"FAFO (f*ck around and find out) parenting has exploded online, and for a lot of parents, it feels like a relief. After years of being told to stay endlessly calm and validating, FAFO offers something different. It taps into a frustration many parents carry: Gentle parenting can leave you feeling like the villain whenever your child is upset. If your toddler melts down, you must have failed to regulate, failed to connect, failed to stay serene. It's exhausting."
"But here's the thing: A lot of parents talk about FAFO with a FWMAFO tone-"F*ck with me and find out." That's when FAFO starts sounding like punishment or payback. And I get it! The way some parenting educators talk about gentle parenting makes it feel like we're complete failures if we're not endlessly regulated, playful, and wise. We're all supposed to be some combination of Mr. Rogers, Mary Poppins, Stepford Wife, and Bluey's parents."

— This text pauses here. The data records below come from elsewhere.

//! Listening socket (component F): accepts inbound connections and hands
//! each one to the application as a pending descriptor to either accept or
//! reject.

use std::cell::RefCell;
use std::fmt;
use std::io;
use std::net::{SocketAddr, ToSocketAddrs};
use std::os::unix::io::RawFd;
use std::rc::{Rc, Weak};

use log::{trace, warn};

use crate::connection::{ConnHandlers, Connection};
use crate::error;
use crate::reactor::{Interest, Reactor};
use crate::socket;

const DEFAULT_BACKLOG: i32 = 128;

type IncomingHandler = Box<dyn FnMut(&ListeningSocket, SocketAddr)>;

struct ListenerState {
    fd: RawFd,
    pending: RawFd,
    reactor: Rc<Reactor>,
    backlog: i32,
    on_incoming: Option<IncomingHandler>,
    /// Recreate the listening descriptor if `accept` reports would-block
    /// right after a readable event fires for it. Off by default; one
    /// mobile platform has been observed to leave a listening socket
    /// wedged in that state, but the workaround is not safe to assume in
    /// general, so it's opt-in.
    relisten_on_stale_accept: bool,
}

impl Drop for ListenerState {
    fn drop(&mut self) {
        if self.pending >= 0 {
            socket::close_raw(self.pending);
        }
        if self.fd >= 0 {
            let _ = self.reactor.unregister(self.fd);
            socket::close_raw(self.fd);
        }
    }
}

/// A socket accepting inbound TCP connections.
#[derive(Clone)]
pub struct ListeningSocket {
    inner: Rc<RefCell<ListenerState>>,
}

impl fmt::Debug for ListeningSocket {
    fn fmt(&self, f: &mut fmt::Formatter<'_>) -> fmt::Result {
        let state = self.inner.borrow();
        f.debug_struct("ListeningSocket")
            .field("fd", &state.fd)
            .field("pending", &state.pending)
            .finish()
    }
}

impl ListeningSocket {
    /// Resolve `local` (or, if absent, both wildcard address families) and
    /// create a non-blocking stream socket with `SO_REUSEADDR` and
    /// zero-linger set for the first candidate that succeeds. Does not
    /// bind or listen yet.
    pub fn create<A: ToSocketAddrs>(
        local: Option<A>,
        reactor: Rc<Reactor>,
        on_incoming: impl FnMut(&ListeningSocket, SocketAddr) + 'static,
    ) -> io::Result<ListeningSocket> {
        let candidates = match local {
            Some(addr) => crate::resolve::candidates(addr)?,
            None => crate::resolve::wildcard_candidates(0),
        };

        let mut last_err = None;
        for addr in &candidates {
            match socket::new_nonblocking_stream(addr) {
                Ok(fd) => match socket::set_reuseaddr(fd).and_then(|()| socket::set_linger0(fd)) {
                    Ok(()) => {
                        return Ok(ListeningSocket {
                            inner: Rc::new(RefCell::new(ListenerState {
                                fd,
                                pending: -1,
                                reactor,
                                backlog: DEFAULT_BACKLOG,
                                on_incoming: Some(Box::new(on_incoming)),
                                relisten_on_stale_accept: false,
                            })),
                        })
                    }
                    Err(e) => {
                        socket::close_raw(fd);
                        last_err = Some(e);
                    }
                },
                Err(e) => last_err = Some(e),
            }
        }
        Err(last_err.unwrap_or_else(error::address_not_available))
    }

    /// Opt in to recreating the listening descriptor when `accept` reports
    /// would-block immediately after a readable event, working around the
    /// platform quirk described on [`ListenerState::relisten_on_stale_accept`].
    pub fn set_relisten_on_stale_accept(&self, enabled: bool) {
        self.inner.borrow_mut().relisten_on_stale_accept = enabled;
    }

    /// Bind the listening descriptor. Tries every candidate local address
    /// in turn; the first successful `bind(2)` wins.
    pub fn bind<A: ToSocketAddrs>(&self, local: A) -> io::Result<()> {
        let candidates = crate::resolve::candidates(local)?;
        let fd = self.require_fd()?;
        let mut last_err = None;
        for addr in &candidates {
            match socket::bind_raw(fd, addr) {
                Ok(()) => return Ok(()),
                Err(e) => last_err = Some(e),
            }
        }
        Err(last_err.unwrap_or_else(error::address_not_available))
    }

    /// `listen(2)` with `backlog`, then register readable interest so
    /// inbound connections drive [`ListeningSocket::handle_incoming`].
    pub fn listen(&self, backlog: i32) -> io::Result<()> {
        let fd = self.require_fd()?;
        socket::listen_raw(fd, backlog)?;
        self.inner.borrow_mut().backlog = backlog;
        self.arm(fd);
        Ok(())
    }

    fn arm(&self, fd: RawFd) {
        let weak: Weak<RefCell<ListenerState>> = Rc::downgrade(&self.inner);
        let reactor = self.inner.borrow().reactor.clone();
        let _ = reactor.register(fd, Interest::READABLE, move |_readiness| {
            if let Some(inner) = weak.upgrade() {
                ListeningSocket::handle_incoming(&inner);
            }
        });
    }

    fn require_fd(&self) -> io::Result<RawFd> {
        let fd = self.inner.borrow().fd;
        if fd < 0 {
            Err(error::bad_descriptor())
        } else {
            Ok(fd)
        }
    }

    pub fn local_address(&self) -> io::Result<SocketAddr> {
        socket::getsockname(self.require_fd()?)
    }

    /// Cancel the poller registration and close the descriptor (and any
    /// not-yet-accepted pending connection).
    pub fn destroy(&self) {
        let mut state = self.inner.borrow_mut();
        if state.pending >= 0 {
            socket::close_raw(state.pending);
            state.pending = -1;
        }
        if state.fd >= 0 {
            let _ = state.reactor.unregister(state.fd);
            socket::close_raw(state.fd);
            state.fd = -1;
        }
    }

    fn handle_incoming(inner: &Rc<RefCell<ListenerState>>) {
        let fd = inner.borrow().fd;
        if fd < 0 {
            return;
        }
        match socket::accept_raw(fd) {
            Ok((new_fd, peer)) => {
                if let Err(e) = socket::set_nonblocking(new_fd) {
                    warn!("dropping inbound connection, couldn't set non-blocking: {}", e);
                    socket::close_raw(new_fd);
                    return;
                }
                if let Err(e) = socket::set_linger0(new_fd) {
                    warn!("dropping inbound connection, couldn't set zero-linger: {}", e);
                    socket::close_raw(new_fd);
                    return;
                }

                {
                    let mut state = inner.borrow_mut();
                    if state.pending >= 0 {
                        // Application never accepted or rejected the
                        // previous one; drop it rather than leak it.
                        socket::close_raw(state.pending);
                    }
                    state.pending = new_fd;
                }

                let mut cb = inner.borrow_mut().on_incoming.take();
                if let Some(ref mut cb) = cb {
                    let listener = ListeningSocket { inner: inner.clone() };
                    cb(&listener, peer);
                }
                let mut state = inner.borrow_mut();
                if state.on_incoming.is_none() {
                    state.on_incoming = cb;
                }
            }
            Err(e) if error::is_would_block(&e) => {
                if inner.borrow().relisten_on_stale_accept {
                    relisten(inner);
                }
            }
            Err(e) => {
                trace!("accept failed on fd={}: {}", fd, e);
            }
        }
    }

    /// Promote the pending connection reported by the last `on_incoming`
    /// call into a [`Connection`] and arm its interest immediately, since
    /// an accepted socket is already a live TCP connection. Non-blocking
    /// mode and zero-linger were already applied to it in `handle_incoming`,
    /// before `on_incoming` ever ran.
    pub fn accept(&self, reactor: Rc<Reactor>, handlers: ConnHandlers) -> io::Result<Connection> {
        let fd = {
            let mut state = self.inner.borrow_mut();
            if state.pending < 0 {
                return Err(error::invalid_argument("no pending connection to accept"));
            }
            let fd = state.pending;
            state.pending = -1;
            fd
        };
        Ok(Connection::from_accepted(fd, reactor, handlers))
    }

    /// Reject the pending connection reported by the last `on_incoming`
    /// call, closing it without ever handing out a `Connection`.
    pub fn reject(&self) {
        let mut state = self.inner.borrow_mut();
        if state.pending >= 0 {
            socket::close_raw(state.pending);
            state.pending = -1;
        }
    }
}

/// Recreate the listening descriptor at the same local address after
/// `accept` reported would-block right after a readable event — the
/// `RelistenOnStaleAccept` workaround.
fn relisten(inner: &Rc<RefCell<ListenerState>>) {
    let (old_fd, backlog, reactor) = {
        let state = inner.borrow();
        (state.fd, state.backlog, state.reactor.clone())
    };
    let local = match socket::getsockname(old_fd) {
        Ok(addr) => addr,
        Err(e) => {
            warn!("relisten: couldn't read local address of fd={}: {}", old_fd, e);
            return;
        }
    };

    let result = socket::new_nonblocking_stream(&local).and_then(|new_fd| {
        match socket::set_reuseaddr(new_fd)
            .and_then(|()| socket::set_linger0(new_fd))
            .and_then(|()| socket::bind_raw(new_fd, &local))
            .and_then(|()| socket::listen_raw(new_fd, backlog))
        {
            Ok(()) => Ok(new_fd),
            Err(e) => {
                socket::close_raw(new_fd);
                Err(e)
            }
        }
    });

    match result {
        Ok(new_fd) => {
            let _ = reactor.unregister(old_fd);
            socket::close_raw(old_fd);
            inner.borrow_mut().fd = new_fd;
            let listener = ListeningSocket { inner: inner.clone() };
            listener.arm(new_fd);
            warn!("relisten: recreated stale listening socket on {}", local);
        }
        Err(e) => {
            warn!("relisten: failed to recreate listening socket on {}: {}", local, e);
        }
    }
}
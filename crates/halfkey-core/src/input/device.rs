// Halfkey Input Layer - Device Detection
// A device is only worth grabbing if it can type every mirrored key

use std::collections::HashSet;

use crate::layout::ROWS;
use crate::Key;

/// Device capabilities extracted from an evdev device
#[derive(Debug, Clone)]
pub struct DeviceCapabilities {
    /// Whether the device supports EV_KEY events
    pub has_ev_key: bool,
    /// Supported key codes
    pub supported_keys: HashSet<u16>,
}

impl DeviceCapabilities {
    pub fn new(has_ev_key: bool, supported_keys: impl IntoIterator<Item = u16>) -> Self {
        Self {
            has_ev_key,
            supported_keys: supported_keys.into_iter().collect(),
        }
    }

    /// Check if a specific key is supported
    pub fn supports_key(&self, key: Key) -> bool {
        self.supported_keys.contains(&key.code())
    }
}

/// Keys besides the mirrored rows that half-keyboard typing depends on
pub const REQUIRED_KEYS: &[Key] = &[Key::SPACE, Key::ESC];

/// Determine if a device is a full keyboard.
///
/// It must report EV_KEY, every key of the four mirrored rows, and the
/// space bar that acts as the mirror modifier.
pub fn is_keyboard(capabilities: &DeviceCapabilities) -> bool {
    if !capabilities.has_ev_key {
        return false;
    }

    let rows_present = ROWS
        .iter()
        .flat_map(|row| row.keys())
        .all(|key| capabilities.supports_key(*key));

    rows_present && REQUIRED_KEYS.iter().all(|key| capabilities.supports_key(*key))
}

/// Check if a device is a virtual device based on its name.
///
/// The uinput device created for output must never be grabbed,
/// otherwise every injected event would loop back as input.
pub fn is_virtual_device(name: &str, prefix: &str) -> bool {
    name.contains(prefix) || name.to_lowercase().contains("virtual")
}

FAFO can be an effective approach when children experience natural consequences rather than parental punishment. Parents should help children navigate real-world demands with empathy and co-regulation, centering on curiosity and the question, "What have we learned?" rather than shaming. FAFO emerged as a reaction to perfectionist expectations of constant calm and validation, which can leave caregivers feeling like failures during inevitable meltdowns. The approach risks becoming punitive when framed as retaliation, but it can remain gentle and attachment-preserving by prioritizing learning, boundaries, and emotional support instead of humiliation or revenge.